Lakeside resident James Robertson (left) and Paul di Pasquale with their work-in-progress.


While downtown workers toil all around him in towering, climate-controlled high-rises of glass and steel, one Henrico man is spending his summer in a 120-year-old un-air-conditioned Shockoe Bottom warehouse, adjusting, smoothing, adding to and subtracting from what looks like a giant six-foot tall, two-ton mound of brown Playdoh.

But Playdoh – and play – the mound certainly is not.

In a matter of weeks, the large batch of clay will assume its final shape and travel to a foundry in New Mexico, where it will serve as a mold to be cast into a bronze memorial almost 20 feet in height.

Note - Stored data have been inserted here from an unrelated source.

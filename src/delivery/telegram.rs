use reqwest::multipart::{Form, Part};
use serde::Deserialize;
use std::time::Duration;
use tracing::debug;

use crate::config::TelegramConfig;
use crate::delivery::DeliveryError;
use crate::timelapse::TimelapseArtifact;

/// Bot API 的通用返回结构
#[derive(Debug, Deserialize)]
struct ApiReply {
    ok: bool,
    #[serde(default)]
    description: Option<String>,
}

/// 通过 Telegram Bot API 发送延时动图
pub struct TelegramClient {
    client: reqwest::Client,
    api_base: String,
    bot_token: String,
    chat_id: String,
}

impl TelegramClient {
    pub fn new(config: &TelegramConfig) -> Result<Self, DeliveryError> {
        let client = reqwest::Client::builder()
            .timeout(Duration::from_secs(config.timeout_secs))
            .build()
            .map_err(DeliveryError::http)?;

        Ok(Self {
            client,
            api_base: config.api_base.trim_end_matches('/').to_string(),
            bot_token: config.bot_token.clone(),
            chat_id: config.chat_id.clone(),
        })
    }

    fn endpoint(&self, method: &str) -> String {
        format!("{}/bot{}/{}", self.api_base, self.bot_token, method)
    }

    /// 调用 `sendDocument`, 以文件形式上传, 避免 Telegram 把 GIF 转成视频
    pub async fn send_document(&self, artifact: &TimelapseArtifact) -> Result<(), DeliveryError> {
        let document = Part::bytes(artifact.data.clone())
            .file_name(artifact.filename.clone())
            .mime_str("image/gif")
            .map_err(DeliveryError::http)?;

        let form = Form::new()
            .text("chat_id", self.chat_id.clone())
            .text("caption", caption(artifact))
            .part("document", document);

        debug!(
            "Uploading {} ({} bytes) to chat {}",
            artifact.filename,
            artifact.data.len(),
            self.chat_id
        );

        let response = self
            .client
            .post(self.endpoint("sendDocument"))
            .multipart(form)
            .send()
            .await
            .map_err(DeliveryError::http)?;

        let status = response.status();
        let reply = match response.json::<ApiReply>().await {
            Ok(reply) => reply,
            Err(_) if !status.is_success() => {
                return Err(DeliveryError::Rejected {
                    status: status.as_u16(),
                    description: status.canonical_reason().unwrap_or("unknown").to_string(),
                });
            }
            Err(e) => return Err(DeliveryError::http(e)),
        };

        if !status.is_success() || !reply.ok {
            return Err(DeliveryError::Rejected {
                status: status.as_u16(),
                description: reply
                    .description
                    .unwrap_or_else(|| "no description".to_string()),
            });
        }

        Ok(())
    }
}

fn caption(artifact: &TimelapseArtifact) -> String {
    format!(
        "Timelapse {} to {}, {} frames",
        artifact.first_capture.format("%Y-%m-%d %H:%M"),
        artifact.last_capture.format("%H:%M"),
        artifact.frame_count
    )
}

In the spring, the statue will return to Virginia to be installed, with much fanfare, as the Virginia Beach Police Memorial. The three oversized figures topping the statue – symbolizing law enforcement officers from the Virginia Beach Police Department, the Sheriff’s Department and state and federal agencies – will anchor the northern end of the boardwalk and become the centerpiece of an annual observance for the Virginia Beach Police Foundation.

For world-renowned sculptor Paul di Pasquale, it will be the second of his creations to grace the Virginia Beach Boardwalk.

In 2003, di Pasquale submitted the winning model – out of 50 entries from around the world – for what would become the iconic King Neptune statue. (In 2010, he donated a smaller-scale model of his Neptune statue to the Cultural Arts Center in Glen Allen and it was installed near the entrance.)

And for 32-year-old James Robertson of Lakeside, assisting di Pasquale in such an endeavor has been a privilege and a one-of-a-kind learning experience.

Art comes to life
On a recent morning, Robertson began by removing layers of plastic that had covered the clay overnight after its “bedtime” moistening.

“We use about 20 gallons of water a day to keep it wet,” he said, gesturing toward a pump sprayer.

As di Pasquale went to work on details of an officer’s belt and accessories, Robertson began working on the figures’ clasping hands.

The interlocked hands symbolize the officers’ support for one another, while their free hands reach out to the citizens below, symbolizing their help to the community.

“Pretty soon, we’ll have to do a gun,” Robertson mused out loud as di Pasquale adjusted the dimensions of a canister of Mace.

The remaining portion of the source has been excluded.